# Pipelines

Data pipelines allow large amounts of data to be processed without loading into memory at once.

## Pull Pipelines

Generators can be used for iteration based data pipelines

In [47]:
def pipeline_stage_one_a(limit):
    num = 0
    while num <= limit:
        print("pipeline_stage_one_a: stage 1 yield")
        yield num
        num += 1

def pipeline_stage_two(previous_stage_generator):
    for value in previous_stage_generator:
        print("pipeline_stage_two: stage 2 yield")
        yield value * value

def pipeline_stage_three(previous_stage_generator):
    for squared_value in previous_stage_generator:
        squared_value += 1
        print("pipeline_stage_three: stage 3 yield")
        yield squared_value

Create a data pipeline using generators

In [48]:
stage1 = pipeline_stage_one_a(limit=2)          # create initial generator - returns generator object, no execution
stage2 = pipeline_stage_two(stage1)             # pass it to the next in the pipeline
stage3 = pipeline_stage_three(stage2)           # pass it to the next in the pipeline

Use iteration to pull data through pipeline

In [49]:
for i in stage3:
    print("x^2 + 1 =", i)

pipeline_stage_one_a: stage 1 yield
pipeline_stage_two: stage 2 yield
pipeline_stage_three: stage 3 yield
x^2 + 1 = 1
pipeline_stage_one_a: stage 1 yield
pipeline_stage_two: stage 2 yield
pipeline_stage_three: stage 3 yield
x^2 + 1 = 2
pipeline_stage_one_a: stage 1 yield
pipeline_stage_two: stage 2 yield
pipeline_stage_three: stage 3 yield
x^2 + 1 = 5


Same can be done using generator comprehensions

In [50]:
stage1 = (x for x in range(3))                 # create initial generator
stage2 = (x*x for x in stage1)                  # pass it to the next in the pipeline
stage3 = (x+1 for x in stage2)                  # pass it to the next in the pipeline

# here we use iteration to pull the data through the pipeline from the end
for i in stage3:
    print("x^2 + 1 =", i)

x^2 + 1 = 1
x^2 + 1 = 2
x^2 + 1 = 5


You can create many-to-one generators in the pipeline with `zip`

In [51]:
def pipeline_stage_one_b(limit):
    num = 0
    while num <= limit:
        print("pipeline_stage_one_b: stage 1a yield")
        yield f"(x = {num})"
        num += 1

def pipeline_stage_multiplex(previous_stage_generator_a, previous_stage_generator_b):
    for squared_value, value_label in zip(previous_stage_generator_a, previous_stage_generator_b):
        squared_value += 1
        print("pipeline_stage_multiplex: stage 3 yield")
        yield f"{squared_value} {value_label}"
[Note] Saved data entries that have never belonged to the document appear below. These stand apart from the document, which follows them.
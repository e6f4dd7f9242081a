//! Pagination utilities for service layer
//!
//! Provides a simple `Pagination` struct, helpers to normalize inputs and
//! the `Page` envelope returned by paginated queries.

use serde::{Deserialize, Serialize};

/// Pagination parameters
#[derive(Clone, Copy, Debug, Deserialize)]
#[serde(default)]
pub struct Pagination {
    /// 1-based page index
    pub page: u32,
    /// items per page
    pub per_page: u32,
}

impl Pagination {
    /// Clamp to sane defaults and convert to `u64` (0-based page index, page size)
    pub fn normalize(self) -> (u64, u64) {
        let page = if self.page == 0 { 1 } else { self.page };
        let per_page = self.per_page.clamp(1, 100);
        ((page - 1) as u64, per_page as u64)
    }
}

impl Default for Pagination {
    fn default() -> Self { Self { page: 1, per_page: 20 } }
}

/// One page of results plus totals.
#[derive(Clone, Debug, Serialize)]
pub struct Page<T> {
    pub items: Vec<T>,
    pub page: u64,
    pub per_page: u64,
    pub total_items: u64,
    pub total_pages: u64,
}

impl<T> Page<T> {
    pub fn new(items: Vec<T>, opts: Pagination, total_items: u64) -> Self {
        let (idx, per_page) = opts.normalize();
        Self { items, page: idx + 1, per_page, total_items, total_pages: total_items.div_ceil(per_page) }
    }

    /// Slice an already ordered, complete list.
    pub fn from_slice(all: &[T], opts: Pagination) -> Self
    where
        T: Clone,
    {
        let (idx, per_page) = opts.normalize();
        let start = (idx * per_page) as usize;
        let items = all.iter().skip(start).take(per_page as usize).cloned().collect();
        Self::new(items, opts, all.len() as u64)
    }
}

#[cfg(test)]
mod tests {
    use super::{Page, Pagination};

    #[test]
    fn normalize_clamps_zero_to_defaults() {
        let (idx, per) = Pagination { page: 0, per_page: 0 }.normalize();
        assert_eq!(idx, 0);
        assert_eq!(per, 1);
    }

    #[test]
    fn normalize_clamps_upper_bound() {
        let (idx, per) = Pagination { page: 5, per_page: 1000 }.normalize();
        assert_eq!(idx, 4);
        assert_eq!(per, 100);
    }

    #[test]
    fn default_values_are_sane() {
        let d = Pagination::default();
        assert_eq!(d.page, 1);
        assert_eq!(d.per_page, 20);
    }

    #[test]
    fn page_totals_round_up() {
        let p = Page::new(vec![1, 2], Pagination { page: 3, per_page: 2 }, 5);
        assert_eq!(p.page, 3);
        assert_eq!(p.total_pages, 3);
        let empty: Page<u8> = Page::new(vec![], Pagination::default(), 0);
        assert_eq!(empty.total_pages, 0);
    }

    #[test]
    fn from_slice_takes_requested_window() {
        let all: Vec<u32> = (1..=7).collect();
        let p = Page::from_slice(&all, Pagination { page: 2, per_page: 3 });
        assert_eq!(p.items, vec![4, 5, 6]);
        assert_eq!(p.total_items, 7);
        assert_eq!(p.total_pages, 3);
        let past_end = Page::from_slice(&all, Pagination { page: 9, per_page: 3 });
        assert!(past_end.items.is_empty());
    }
}
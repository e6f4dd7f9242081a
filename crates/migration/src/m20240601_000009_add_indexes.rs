use sea_orm_migration::prelude::*;

#[derive(DeriveMigrationName)]
pub struct Migration;

#[async_trait::async_trait]
impl MigrationTrait for Migration {
    async fn up(&self, manager: &SchemaManager) -> Result<(), DbErr> {
        // Bookmark: one row per (account, counselor); backs ON CONFLICT DO NOTHING
        manager
            .create_index(
                Index::create()
                    .name("uniq_bookmark_account_counselor")
                    .table(Bookmark::Table)
                    .col(Bookmark::AccountId)
                    .col(Bookmark::CounselorId)
                    .unique()
                    .to_owned(),
            )
            .await?;

        // CounselingField: lookups by counselor
        manager
            .create_index(
                Index::create()
                    .name("idx_counseling_field_counselor")
                    .table(CounselingField::Table)
                    .col(CounselingField::CounselorId)
                    .to_owned(),
            )
            .await?;

        // Reservation: per-account listing and per-counselor slot checks
        manager
            .create_index(
                Index::create()
                    .name("idx_reservation_account")
                    .table(Reservation::Table)
                    .col(Reservation::AccountId)
                    .to_owned(),
            )
            .await?;
        manager
            .create_index(
                Index::create()
                    .name("idx_reservation_counselor_slot")
                    .table(Reservation::Table)
                    .col(Reservation::CounselorId)
                    .col(Reservation::CounselDate)
                    .col(Reservation::CounselTime)
                    .to_owned(),
            )
            .await?;

        // ConsultDetail: history by account
        manager
            .create_index(
                Index::create()
                    .name("idx_consult_detail_account")
                    .table(ConsultDetail::Table)
                    .col(ConsultDetail::AccountId)
                    .to_owned(),
            )
            .await?;

        // Review: listing by counselor
        manager
            .create_index(
                Index::create()
                    .name("idx_review_counselor")
                    .table(Review::Table)
                    .col(Review::CounselorId)
                    .to_owned(),
            )
            .await
    }

    async fn down(&self, manager: &SchemaManager) -> Result<(), DbErr> {
        manager
            .drop_index(Index::drop().name("uniq_bookmark_account_counselor").table(Bookmark::Table).to_owned())
            .await?;
        manager
            .drop_index(Index::drop().name("idx_counseling_field_counselor").table(CounselingField::Table).to_owned())
            .await?;
        manager
            .drop_index(Index::drop().name("idx_reservation_account").table(Reservation::Table).to_owned())
            .await?;
        manager
            .drop_index(Index::drop().name("idx_reservation_counselor_slot").table(Reservation::Table).to_owned())
            .await?;
        manager
            .drop_index(Index::drop().name("idx_consult_detail_account").table(ConsultDetail::Table).to_owned())
            .await?;
        manager
            .drop_index(Index::drop().name("idx_review_counselor").table(Review::Table).to_owned())
            .await
    }
}

#[derive(DeriveIden)]
enum Bookmark { Table, AccountId, CounselorId }

#[derive(DeriveIden)]
enum CounselingField { Table, CounselorId }

#[derive(DeriveIden)]
enum Reservation { Table, AccountId, CounselorId, CounselDate, CounselTime }

#[derive(DeriveIden)]
enum ConsultDetail { Table, AccountId }

#[derive(DeriveIden)]
enum Review { Table, CounselorId }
stage1a = pipeline_stage_one_a(limit=2)                # create first generator
stage1b = pipeline_stage_one_b(limit=2)                # create second generator
stage2 = pipeline_stage_two(stage1a)                    # pass first to the next in the pipeline
stage3 = pipeline_stage_multiplex(stage2, stage1b)      # pass two generators to the next in the pipeline

for i in stage3:
    print("x^2 + 1 =", i)

pipeline_stage_one_a: stage 1 yield
pipeline_stage_two: stage 2 yield
pipeline_stage_one_b: stage 1a yield
pipeline_stage_multiplex: stage 3 yield
x^2 + 1 = 1 (x = 0)
pipeline_stage_one_a: stage 1 yield
pipeline_stage_two: stage 2 yield
pipeline_stage_one_b: stage 1a yield
pipeline_stage_multiplex: stage 3 yield
x^2 + 1 = 2 (x = 1)
pipeline_stage_one_a: stage 1 yield
pipeline_stage_two: stage 2 yield
pipeline_stage_one_b: stage 1a yield
pipeline_stage_multiplex: stage 3 yield
x^2 + 1 = 5 (x = 2)


## Push Pipelines

Coroutines can be used to create producer-consumer data pipelines

In [52]:
def pipeline_producer(next_stage_coroutine, limit):
    num = 0
    _return_value = next_stage_coroutine.send(None)                 # prime the next stage in the pipeline
    while num <= limit:
        print("pipeline_producer: stage producer send")
        _return_value = next_stage_coroutine.send(num)
        print("pipeline_producer: return value from producer send =", _return_value)
        num += 1
    next_stage_coroutine.close()

def pipeline_stage_one(next_stage_coroutine):
    _return_value = next_stage_coroutine.send(None)
    while True:
        print("pipeline_stage_one: stage 1 yield")
        value = (yield _return_value)                               # yield back up the pipeline
        print("pipeline_stage_one: stage 1 send")
        _return_value = next_stage_coroutine.send(value * value)    # send down the pipeline

def pipeline_stage_two(next_stage_coroutine):
    _return_value = next_stage_coroutine.send(None)
    while True:
        print("pipeline_stage_two: stage 2 yield")
        value = (yield _return_value)
        print("pipeline_stage_two: stage 2 send")
        _return_value = next_stage_coroutine.send(value + 1)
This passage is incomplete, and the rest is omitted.